Penemuan Kayu Gelondongan Pasca Banjir di Aceh Mengundang Perhatian Serius

Sejumlah besar kayu gelondongan yang terseret oleh bencana banjir di Aceh, khususnya di Sungai Tamiang, kini menjadi fokus penyelidikan serius dari pihak berwajib. Temuan ini menunjukkan adanya kecurigaan terhadap praktik penebangan liar atau illegal logging yang dilakukan di wilayah tersebut.

Direktur Tindak Pidana Tertentu Bareskrim Polri, Brigjen Pol Moh.
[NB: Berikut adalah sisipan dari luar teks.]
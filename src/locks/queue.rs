//! Pending lock requests, one queue file per repo.
//!
//! `locks/<hash>.queue` holds a JSON array of entries ordered by ascending
//! priority then arrival. The queue is advisory: nothing auto-promotes —
//! waiting callers re-request and the queue just makes the order fair.

use std::fs;
use std::path::Path;

use serde::{Deserialize, Serialize};

use crate::error::Result;

/// One parked lock request.
#[derive(Clone, Debug, PartialEq, Eq, Serialize, Deserialize)]
pub struct QueueEntry {
    /// The task that wants the lock.
    pub task_id: String,
    /// Who asked.
    pub agent: String,
    /// Requested file patterns (empty = whole repo).
    #[serde(default)]
    pub files: Vec<String>,
    /// When the request was parked.
    pub requested_at: String,
    /// Ascending priority (0 first).
    #[serde(default)]
    pub priority: i64,
}

/// Load a queue file; missing file is an empty queue.
///
/// # Errors
/// I/O failures other than not-found; a corrupt file parses to empty.
pub fn load(path: &Path) -> Result<Vec<QueueEntry>> {
    match fs::read_to_string(path) {
        Ok(raw) => Ok(serde_json::from_str(&raw).unwrap_or_default()),
        Err(e) if e.kind() == std::io::ErrorKind::NotFound => Ok(Vec::new()),
        Err(e) => Err(e.into()),
    }
}

/// Persist a queue, deleting the file when it empties out.
///
/// # Errors
/// I/O or serialization failures.
pub fn save(path: &Path, entries: &[QueueEntry]) -> Result<()> {
    if entries.is_empty() {
        match fs::remove_file(path) {
            Ok(()) => {}
            Err(e) if e.kind() == std::io::ErrorKind::NotFound => {}
            Err(e) => return Err(e.into()),
        }
        return Ok(());
    }
    fs::write(path, serde_json::to_string(entries)?)?;
    Ok(())
}

/// Insert an entry in priority-then-FIFO position and return its
/// zero-based slot. An entry for the same task is left where it is
/// (returns the existing position and `false`).
pub fn enqueue(entries: &mut Vec<QueueEntry>, entry: QueueEntry) -> (usize, bool) {
    if let Some(pos) = entries.iter().position(|e| e.task_id == entry.task_id) {
        return (pos, false);
    }
    // First slot whose priority is strictly worse keeps FIFO within a
    // priority band.
    let pos = entries
        .iter()
        .position(|e| e.priority > entry.priority)
        .unwrap_or(entries.len());
    entries.insert(pos, entry);
    (pos, true)
}

/// Drop a task's entry; true when something was removed.
pub fn dequeue(entries: &mut Vec<QueueEntry>, task_id: &str) -> bool {
    let before = entries.len();
    entries.retain(|e| e.task_id != task_id);
    entries.len() != before
}

// ---------------------------------------------------------------------------
// Tests
// ---------------------------------------------------------------------------
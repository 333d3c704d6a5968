//! Training Pipeline Implementation

use crate::coverage::{CoverageCheck, CoverageReport, LabelSummary};
use crate::dataset::{CleaningStats, Dataset, DatasetLoader};
use crate::settings::TrainingConfig;
use crate::split::{train_test_split, Split};
use crate::TrainingError;
use data_validator::Scaler;
use feature_engine::FeatureExtractor;
use inference_engine::{ModelMetrics, RegressionModel};
use serde::Serialize;
use std::time::Instant;
use storage::{ArtifactKind, ArtifactStore};
use tracing::{info, warn};

/// Outcome of a completed training run
#[derive(Debug, Clone, Serialize)]
pub struct TrainingReport {
    pub metrics: ModelMetrics,
    #[serde(flatten)]
    pub cleaning: CleaningStats,
    pub train_rows: usize,
    pub test_rows: usize,
    pub labels: LabelSummary,
    pub coverage: CoverageReport,
}

impl TrainingReport {
    /// Span of the degraded-probe predictions
    pub fn probe_span(&self) -> f64 {
        self.coverage.span
    }
}

/// One-shot offline training run
pub struct TrainingPipeline {
    config: TrainingConfig,
    store: ArtifactStore,
    extractor: FeatureExtractor,
}

impl TrainingPipeline {
    /// Create a pipeline persisting to the configured artifact paths
    pub fn new(config: TrainingConfig) -> Result<Self, TrainingError> {
        let store = ArtifactStore::new(config.artifacts.clone());
        Self::with_store(config, store)
    }

    /// Create a pipeline persisting to an explicit store
    pub fn with_store(config: TrainingConfig, store: ArtifactStore) -> Result<Self, TrainingError> {
        config.validate()?;
        let extractor = FeatureExtractor::new(config.cell_count)?;
        Ok(Self {
            config,
            store,
            extractor,
        })
    }

    pub fn config(&self) -> &TrainingConfig {
        &self.config
    }

    /// Load the configured data file and train on it
    pub fn run(&self) -> Result<TrainingReport, TrainingError> {
        let dataset = DatasetLoader::new(&self.config).load(&self.config.data_path)?;
        self.run_on(dataset)
    }

    /// Train on an already cleaned dataset
    ///
    /// Artifacts are written only after every check has passed; an error at any
    /// earlier step leaves the store untouched.
    pub fn run_on(&self, dataset: Dataset) -> Result<TrainingReport, TrainingError> {
        let labels = LabelSummary::from_labels(&dataset.labels, self.config.health_threshold);
        info!(
            "SOH labels: n={} min={:.4} max={:.4} mean={:.4}, {} below {}",
            labels.count,
            labels.min,
            labels.max,
            labels.mean,
            labels.below_threshold,
            self.config.health_threshold
        );
        if labels.below_threshold == 0 {
            warn!(
                "No training label is below {}; the model may not recognize degraded packs",
                self.config.health_threshold
            );
        }

        let features: Vec<Vec<f64>> = self
            .extractor
            .extract_batch(&dataset.voltages)?
            .into_iter()
            .map(|f| f.values)
            .collect();

        let split = train_test_split(dataset.len(), self.config.test_ratio, self.config.seed)?;
        let train_x = Split::select(&features, &split.train);
        let train_y = Split::select(&dataset.labels, &split.train);
        let test_x = Split::select(&features, &split.test);
        let test_y = Split::select(&dataset.labels, &split.test);
        info!("Split: {} train / {} test rows", train_x.len(), test_x.len());

        let scaler = Scaler::fit(&train_x)?;
        let train_x = scaler.transform_batch(&train_x)?;
        let test_x = scaler.transform_batch(&test_x)?;

        let start = Instant::now();
        let model = RegressionModel::fit_with(&train_x, &train_y, self.config.rank_policy)?;
        let train_time_s = start.elapsed().as_secs_f64();

        let metrics = model.evaluate(&test_x, &test_y)?.with_train_time(train_time_s);
        info!(
            "Evaluation: r2={:.4} mse={:.6} mae={:.6} ({:.3}s fit)",
            metrics.r2, metrics.mse, metrics.mae, metrics.train_time_s
        );

        let coverage = CoverageCheck::new(&self.config.coverage).run(
            &dataset.voltages,
            &self.extractor,
            &scaler,
            &model,
        )?;

        self.store.write_all(&[
            (ArtifactKind::Scaler, scaler.to_bytes()?),
            (ArtifactKind::Model, model.to_bytes()?),
            (ArtifactKind::Metrics, ArtifactStore::encode_json(&metrics)?),
        ])?;
        info!("Training complete");

        Ok(TrainingReport {
            metrics,
            cleaning: dataset.stats,
            train_rows: split.train.len(),
            test_rows: split.test.len(),
            labels,
            coverage,
        })
    }
}
//! Validation Error Types

use thiserror::Error;

/// Errors during data validation, cleaning and scaling
#[derive(Debug, Clone, PartialEq, Error)]
pub enum ValidationError {
    /// Input sequence has no values at all
    #[error("voltage sequence is empty")]
    EmptyInput,

    /// Voltage sequence length differs from the configured cell count
    #[error("expected {expected} voltage values, got {actual}")]
    CellCountMismatch { expected: usize, actual: usize },

    /// NaN or infinite value in an input
    #[error("value at position {index} is not a finite number")]
    NonFinite { index: usize },

    /// Value out of allowed range
    #[error("{field} value {value} is out of range [{min}, {max}]")]
    OutOfRange {
        field: &'static str,
        value: f64,
        min: f64,
        max: f64,
    },

    /// Feature count differs from what a fitted transform expects
    #[error("expected {expected} features, got {actual}")]
    ShapeMismatch { expected: usize, actual: usize },

    /// Fit requested on zero rows
    #[error("cannot fit on an empty dataset")]
    EmptyDataset,

    /// Invalid data format
    #[error("Invalid data format: {0}")]
    InvalidFormat(String),

    /// Missing required field
    #[error("Missing required field: {0}")]
    MissingField(String),

    /// Configuration that can never produce valid output
    #[error("Invalid configuration: {0}")]
    InvalidConfig(String),

    /// Persisted state could not be decoded or is inconsistent
    #[error("Corrupt artifact: {0}")]
    Corrupt(String),
}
Irhamni mengonfirmasi bahwa pihaknya telah memulai penyelidikan untuk menelusuri dugaan aktivitas illegal logging dan pembukaan lahan yang diduga dilakukan oleh masyarakat di sekitar hulu Sungai Tamiang.

Menurut Irhamni, informasi awal menunjukkan bahwa terdapat aktivitas ilegal dalam bentuk penebangan dan pembukaan lahan oleh masyarakat setempat. Ia menyatakan bahwa mayoritas kegiatan penebangan di hutan lindung sepanjang Sungai Tamiang disinyalir tidak memiliki izin resmi. Bahkan, jenis kayu yang ditebang disebut bukan termasuk jenis kayu keras.
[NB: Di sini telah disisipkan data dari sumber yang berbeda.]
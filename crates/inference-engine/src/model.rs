//! Linear Regression Model

use crate::InferenceError;
use data_validator::ensure_finite;
use nalgebra::{DMatrix, DVector};
use serde::{Deserialize, Serialize};
use tracing::{debug, info, warn};

/// Version tag written into persisted model state
const MODEL_FORMAT_VERSION: u16 = 1;

/// What to do when the design matrix is rank deficient
#[derive(Debug, Clone, Copy, Default, PartialEq, Eq, Serialize, Deserialize)]
#[serde(rename_all = "snake_case")]
pub enum RankPolicy {
    /// Use the minimum-norm least-squares solution
    #[default]
    Pseudoinverse,
    /// Fail with `InferenceError::RankDeficient`
    Reject,
}

/// Held-out evaluation of a fitted model
#[derive(Debug, Clone, Copy, PartialEq, Serialize, Deserialize)]
pub struct Evaluation {
    pub r2: f64,
    pub mse: f64,
    pub mae: f64,
}

impl Evaluation {
    /// Attach the fit duration
    pub fn with_train_time(self, train_time_s: f64) -> ModelMetrics {
        ModelMetrics {
            r2: self.r2,
            mse: self.mse,
            mae: self.mae,
            train_time_s,
        }
    }
}

/// Metrics document persisted next to the model
#[derive(Debug, Clone, Copy, PartialEq, Serialize, Deserialize)]
pub struct ModelMetrics {
    pub r2: f64,
    pub mse: f64,
    pub mae: f64,
    pub train_time_s: f64,
}

/// Linear model over standardized features, predictions clipped to [0, 1]
#[derive(Debug, Clone, PartialEq, Serialize, Deserialize)]
#[serde(try_from = "ModelState", into = "ModelState")]
pub struct RegressionModel {
    weights: Vec<f64>,
    bias: f64,
}

/// On-disk form of a [`RegressionModel`]
#[derive(Debug, Clone, Serialize, Deserialize)]
struct ModelState {
    format_version: u16,
    n_features: usize,
    weights: Vec<f64>,
    bias: f64,
}

impl RegressionModel {
    /// Build a model from known parameters
    pub fn new(weights: Vec<f64>, bias: f64) -> Result<Self, InferenceError> {
        if weights.is_empty() {
            return Err(InferenceError::ShapeMismatch {
                expected: 1,
                actual: 0,
            });
        }
        ensure_finite(&weights)?;
        ensure_finite(&[bias])?;
        Ok(Self { weights, bias })
    }

    /// Ordinary least squares with intercept, pseudoinverse on rank deficiency
    pub fn fit(x: &[Vec<f64>], y: &[f64]) -> Result<Self, InferenceError> {
        Self::fit_with(x, y, RankPolicy::Pseudoinverse)
    }

    /// Ordinary least squares with an explicit rank-deficiency policy
    ///
    /// Solves `[1 | X] β ≈ y` through an SVD; singular values at or below
    /// `max(n, p + 1) · ε · σ_max` are treated as zero.
    pub fn fit_with(x: &[Vec<f64>], y: &[f64], policy: RankPolicy) -> Result<Self, InferenceError> {
        let n_samples = x.len();
        if n_samples == 0 {
            return Err(InferenceError::EmptyDataset);
        }
        if y.len() != n_samples {
            return Err(InferenceError::ShapeMismatch {
                expected: n_samples,
                actual: y.len(),
            });
        }

        let n_features = x[0].len();
        if n_features == 0 {
            return Err(InferenceError::ShapeMismatch {
                expected: 1,
                actual: 0,
            });
        }
        for row in x {
            if row.len() != n_features {
                return Err(InferenceError::ShapeMismatch {
                    expected: n_features,
                    actual: row.len(),
                });
            }
            ensure_finite(row)?;
        }
        ensure_finite(y)?;

        let columns = n_features + 1;
        let design = DMatrix::from_fn(n_samples, columns, |i, j| {
            if j == 0 {
                1.0
            } else {
                x[i][j - 1]
            }
        });
        let target = DVector::from_column_slice(y);

        let svd = design.svd(true, true);
        let max_singular = svd.singular_values.iter().cloned().fold(0.0, f64::max);
        let tolerance = max_singular * n_samples.max(columns) as f64 * f64::EPSILON;
        let rank = svd.rank(tolerance);

        if rank < columns {
            match policy {
                RankPolicy::Reject => {
                    return Err(InferenceError::RankDeficient { rank, columns });
                }
                RankPolicy::Pseudoinverse => {
                    warn!(
                        "Design matrix is rank deficient (rank {} < {} columns), using pseudoinverse",
                        rank, columns
                    );
                }
            }
        }

        let beta = svd
            .solve(&target, tolerance)
            .map_err(|e| InferenceError::FitFailed(e.to_string()))?;

        let bias = beta[0];
        let weights: Vec<f64> = beta.iter().skip(1).cloned().collect();
        if !bias.is_finite() || weights.iter().any(|w| !w.is_finite()) {
            return Err(InferenceError::FitFailed(
                "solver produced non-finite coefficients".to_string(),
            ));
        }

        info!(
            "Fitted linear model on {} samples x {} features (rank {})",
            n_samples, n_features, rank
        );
        debug!("Model weights={:?} bias={}", weights, bias);

        Ok(Self { weights, bias })
    }

    /// Number of features the model expects
    pub fn n_features(&self) -> usize {
        self.weights.len()
    }

    /// Per-feature weights
    pub fn weights(&self) -> &[f64] {
        &self.weights
    }

    /// Intercept term
    pub fn bias(&self) -> f64 {
        self.bias
    }

    /// Unclipped `w · x + b`
    ///
    /// Every product and partial sum saturates at `±f64::MAX`, so the result is
    /// finite for any finite input.
    pub fn decision_value(&self, x: &[f64]) -> Result<f64, InferenceError> {
        if x.len() != self.weights.len() {
            return Err(InferenceError::ShapeMismatch {
                expected: self.weights.len(),
                actual: x.len(),
            });
        }
        ensure_finite(x)?;
        let dot = self
            .weights
            .iter()
            .zip(x)
            .fold(0.0, |acc, (w, v)| saturate(acc + saturate(w * v)));
        Ok(saturate(dot + self.bias))
    }

    /// Predict SOH for one standardized feature vector, clipped to [0, 1]
    pub fn predict(&self, x: &[f64]) -> Result<f64, InferenceError> {
        Ok(self.decision_value(x)?.clamp(0.0, 1.0))
    }

    /// Predict many rows
    pub fn predict_batch(&self, rows: &[Vec<f64>]) -> Result<Vec<f64>, InferenceError> {
        rows.iter().map(|row| self.predict(row)).collect()
    }

    /// R², MSE and MAE of the clipped predictions on held-out data
    ///
    /// With zero-variance labels R² is 1.0 for a perfect fit and 0.0 otherwise.
    pub fn evaluate(&self, x: &[Vec<f64>], y: &[f64]) -> Result<Evaluation, InferenceError> {
        if x.is_empty() {
            return Err(InferenceError::EmptyDataset);
        }
        if x.len() != y.len() {
            return Err(InferenceError::ShapeMismatch {
                expected: x.len(),
                actual: y.len(),
            });
        }

        let predictions = self.predict_batch(x)?;
        let n = y.len() as f64;
        let y_mean = y.iter().sum::<f64>() / n;

        let mut ss_res = 0.0;
        let mut ss_tot = 0.0;
        let mut abs_err = 0.0;
        for (actual, predicted) in y.iter().zip(&predictions) {
            let residual = actual - predicted;
            ss_res += residual * residual;
            abs_err += residual.abs();
            ss_tot += (actual - y_mean) * (actual - y_mean);
        }

        let r2 = if ss_tot == 0.0 {
            if ss_res == 0.0 {
                1.0
            } else {
                0.0
            }
        } else {
            1.0 - ss_res / ss_tot
        };

        Ok(Evaluation {
            r2,
            mse: ss_res / n,
            mae: abs_err / n,
        })
    }

    /// Serialize to the persisted binary form
    pub fn to_bytes(&self) -> Result<Vec<u8>, InferenceError> {
        postcard::to_allocvec(self).map_err(|e| InferenceError::ArtifactLoad(e.to_string()))
    }

    /// Decode persisted state, rejecting a feature count other than `expected_features`
    pub fn from_bytes(bytes: &[u8], expected_features: usize) -> Result<Self, InferenceError> {
        let model: RegressionModel =
            postcard::from_bytes(bytes).map_err(|e| InferenceError::ArtifactLoad(e.to_string()))?;
        if model.n_features() != expected_features {
            return Err(InferenceError::ShapeMismatch {
                expected: expected_features,
                actual: model.n_features(),
            });
        }
        Ok(model)
    }
}

fn saturate(value: f64) -> f64 {
    value.clamp(-f64::MAX, f64::MAX)
}

impl From<RegressionModel> for ModelState {
    fn from(model: RegressionModel) -> Self {
        Self {
            format_version: MODEL_FORMAT_VERSION,
            n_features: model.weights.len(),
            weights: model.weights,
            bias: model.bias,
        }
    }
}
Dugaan Mekanisme Penebangan Liar

Dari hasil pengamatan sementara, Irhamni menduga bahwa mekanisme yang digunakan dalam kegiatan illegal logging adalah metode panglong. Metode ini melibatkan pemotongan kayu yang kemudian ditumpuk di bantaran sungai dan dihanyutkan menggunakan rakit. Selain itu, dugaan juga muncul tentang praktik land clearing atau pembukaan lahan yang diduga dilakukan oleh oknum tertentu.
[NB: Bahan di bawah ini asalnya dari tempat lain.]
//! Feature Engineering Engine
//!
//! Derives the fixed 6-value aggregate feature vector (mean, median, std, min,
//! max, skew) from a pack's per-cell voltages.

mod features;
mod statistics;

pub use features::{FeatureExtractor, FeatureVector, FEATURE_DIMENSION, FEATURE_NAMES};
pub use statistics::StatisticalFeatures;
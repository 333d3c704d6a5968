//! Storage Layer
//!
//! Provides atomic file persistence for the trained artifacts (scaler, model,
//! metrics). Writers go through temp-file-then-rename so readers never see a
//! partially written artifact.

mod repository;

pub use repository::{ArtifactKind, ArtifactPaths, ArtifactStore};

use thiserror::Error;

/// Storage errors
#[derive(Debug, Error)]
pub enum StorageError {
    #[error("Artifact not found: {0}")]
    NotFound(String),
    #[error("I/O error on {path}: {message}")]
    Io { path: String, message: String },
    #[error("Serialization error: {0}")]
    SerializationError(String),
}
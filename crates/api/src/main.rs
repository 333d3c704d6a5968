//! SOH Prediction Server - Main Entry Point
//!
//! Usage: `soh-server [CONFIG_FILE]`. Settings not in the file come from
//! `SOH_SERVER_*` environment variables or built-in defaults.

use anyhow::Context;
use api::{init_logging, run_server, ServerConfig};
use std::path::PathBuf;
use tracing::info;

#[tokio::main]
async fn main() -> anyhow::Result<()> {
    let config_path = std::env::args_os().nth(1).map(PathBuf::from);
    let config = ServerConfig::load(config_path.as_deref())
        .context("failed to load server configuration")?;
    init_logging(&config.log_level, config.log_format)?;

    info!("=== SOH Prediction Server v{} ===", env!("CARGO_PKG_VERSION"));
    info!("Model artifacts: {}", config.artifacts.model.display());

    run_server(config).await
}
//! Voltage and label validation

use crate::error::ValidationError;
use serde::{Deserialize, Serialize};

/// Default number of cells in a pack (U1..U21)
pub const DEFAULT_CELL_COUNT: usize = 21;

/// Validation configuration
#[derive(Debug, Clone, Serialize, Deserialize)]
pub struct ValidationConfig {
    /// Number of per-cell voltages every record must carry
    pub cell_count: usize,
    /// SOH label valid range
    pub soh_range: (f64, f64),
}

impl Default for ValidationConfig {
    fn default() -> Self {
        Self {
            cell_count: DEFAULT_CELL_COUNT,
            soh_range: (0.0, 1.0),
        }
    }
}

/// Validator for battery pack readings
#[derive(Debug, Clone)]
pub struct Validator {
    config: ValidationConfig,
}

impl Validator {
    /// Create a new validator with given config
    ///
    /// At least two cells are required so that a sample standard deviation
    /// exists for every pack.
    pub fn new(config: ValidationConfig) -> Result<Self, ValidationError> {
        if config.cell_count < 2 {
            return Err(ValidationError::InvalidConfig(format!(
                "cell_count must be at least 2, got {}",
                config.cell_count
            )));
        }
        Ok(Self { config })
    }

    /// Validator for a given cell count with default label range
    pub fn with_cell_count(cell_count: usize) -> Result<Self, ValidationError> {
        Self::new(ValidationConfig {
            cell_count,
            ..Default::default()
        })
    }

    /// Configured cell count
    pub fn cell_count(&self) -> usize {
        self.config.cell_count
    }

    /// Validate a single value against a range
    pub fn validate_range(
        &self,
        field: &'static str,
        value: f64,
        range: (f64, f64),
    ) -> Result<(), ValidationError> {
        if !(value >= range.0 && value <= range.1) {
            Err(ValidationError::OutOfRange {
                field,
                value,
                min: range.0,
                max: range.1,
            })
        } else {
            Ok(())
        }
    }

    /// Validate a pack's voltage sequence: non-empty, right length, all finite
    pub fn validate_voltages(&self, voltages: &[f64]) -> Result<(), ValidationError> {
        if voltages.is_empty() {
            return Err(ValidationError::EmptyInput);
        }
        if voltages.len() != self.config.cell_count {
            return Err(ValidationError::CellCountMismatch {
                expected: self.config.cell_count,
                actual: voltages.len(),
            });
        }
        ensure_finite(voltages)
    }

    /// Validate an SOH label
    pub fn validate_soh(&self, soh: f64) -> Result<(), ValidationError> {
        self.validate_range("soh", soh, self.config.soh_range)
    }

    /// Validate a health threshold
    pub fn validate_threshold(&self, threshold: f64) -> Result<(), ValidationError> {
        self.validate_range("threshold", threshold, (0.0, 1.0))
    }
}

/// Fail on the first NaN or infinite value
pub fn ensure_finite(values: &[f64]) -> Result<(), ValidationError> {
    match values.iter().position(|v| !v.is_finite()) {
        Some(index) => Err(ValidationError::NonFinite { index }),
        None => Ok(()),
    }
}

impl Default for Validator {
    fn default() -> Self {
        Self {
            config: ValidationConfig::default(),
        }
    }
}
//! Feature Vector Assembly

use crate::statistics::StatisticalFeatures;
use data_validator::{ValidationError, Validator};
use serde::{Deserialize, Serialize};
use tracing::debug;

/// Number of aggregate features per pack
pub const FEATURE_DIMENSION: usize = 6;

/// Feature names in vector order
pub const FEATURE_NAMES: [&str; FEATURE_DIMENSION] = ["mean", "median", "std", "min", "max", "skew"];

/// Aggregate features of one pack, in `FEATURE_NAMES` order
#[derive(Debug, Clone, PartialEq, Serialize, Deserialize)]
pub struct FeatureVector {
    /// Raw feature values (6 dimensions)
    pub values: Vec<f64>,
}

impl FeatureVector {
    /// Mean cell voltage
    pub fn mean(&self) -> f64 {
        self.values[0]
    }

    /// Median cell voltage
    pub fn median(&self) -> f64 {
        self.values[1]
    }

    /// Sample standard deviation of cell voltages
    pub fn std_dev(&self) -> f64 {
        self.values[2]
    }

    /// Lowest cell voltage
    pub fn min(&self) -> f64 {
        self.values[3]
    }

    /// Highest cell voltage
    pub fn max(&self) -> f64 {
        self.values[4]
    }

    /// Skewness of cell voltages
    pub fn skewness(&self) -> f64 {
        self.values[5]
    }

    /// Feature values as a slice
    pub fn as_slice(&self) -> &[f64] {
        &self.values
    }
}

impl From<StatisticalFeatures> for FeatureVector {
    fn from(stats: StatisticalFeatures) -> Self {
        Self {
            values: vec![
                stats.mean,
                stats.median,
                stats.std_dev,
                stats.min,
                stats.max,
                stats.skewness,
            ],
        }
    }
}

impl Default for FeatureVector {
    fn default() -> Self {
        Self {
            values: vec![0.0; FEATURE_DIMENSION],
        }
    }
}

/// Feature extractor for per-cell voltage sequences of a fixed cell count
#[derive(Debug, Clone)]
pub struct FeatureExtractor {
    validator: Validator,
}

impl FeatureExtractor {
    /// Create a new feature extractor for packs of `cell_count` cells
    pub fn new(cell_count: usize) -> Result<Self, ValidationError> {
        Ok(Self {
            validator: Validator::with_cell_count(cell_count)?,
        })
    }

    /// Configured cell count
    pub fn cell_count(&self) -> usize {
        self.validator.cell_count()
    }

    /// Extract the aggregate features of one pack
    pub fn extract(&self, voltages: &[f64]) -> Result<FeatureVector, ValidationError> {
        self.validator.validate_voltages(voltages)?;
        Ok(StatisticalFeatures::compute(voltages).into())
    }

    /// Extract features for many packs, failing on the first invalid one
    pub fn extract_batch(&self, packs: &[Vec<f64>]) -> Result<Vec<FeatureVector>, ValidationError> {
        debug!("Extracting features for {} packs", packs.len());
        packs.iter().map(|voltages| self.extract(voltages)).collect()
    }
}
Oknum tersebut diduga memotong kayu dalam ukuran kecil agar lebih mudah terbawa arus banjir. Ironisnya, tindakan ini justru memperparah dampak bencana yang terjadi.

Komitmen Kapolri dan Fokus Penyelidikan

Menanggapi temuan kayu gelondongan di Aceh, Sumatera Utara, dan Sumatera Barat pasca banjir, Kapolri Jenderal Listyo Sigit Prabowo menegaskan bahwa proses hukum akan dijalankan jika ditemukan bukti pelanggaran. Saat ini, satu tim tambahan telah dikerahkan ke lapangan untuk memfokuskan penyelidikan pada aktivitas illegal logging yang terjadi di sepanjang hulu Sungai Tamiang.

Penyelidikan ini melibatkan kolaborasi antara Polri dan Kementerian Kehutanan. Hal ini penting mengingat Aceh tercatat sebagai provinsi dengan jumlah korban meninggal terbanyak akibat bencana, mencapai 389 jiwa per 8 Desember 2025.

Praktik illegal logging dan pembukaan lahan liar diyakini menjadi salah satu faktor yang meningkatkan risiko dan dampak bencana hidrometeorologi. Oleh karena itu, penyelidikan ini sangat krusial untuk mengidentifikasi dan mencegah tindakan ilegal yang dapat memengaruhi keamanan lingkungan dan keselamatan masyarakat.

Langkah-Langkah yang Diambil

Beberapa langkah telah diambil oleh pihak berwajib untuk memastikan keberlanjutan penyelidikan. Tim penyelidik bekerja sama dengan lembaga terkait untuk mengumpulkan data dan bukti-bukti yang relevan. Proses ini juga melibatkan survei langsung ke lokasi kejadian serta wawancara dengan masyarakat setempat.

Selain itu, pihak berwajib juga melakukan koordinasi dengan pemerintah daerah setempat guna memastikan adanya kebijakan yang dapat mencegah terulangnya kejadian serupa. Edukasi kepada masyarakat tentang pentingnya menjaga hutan dan lingkungan juga menjadi bagian dari strategi jangka panjang.

Dengan peningkatan kesadaran dan tindakan preventif, diharapkan dapat mengurangi risiko bencana alam yang terkait dengan praktik penebangan liar dan pembukaan lahan secara tidak sah.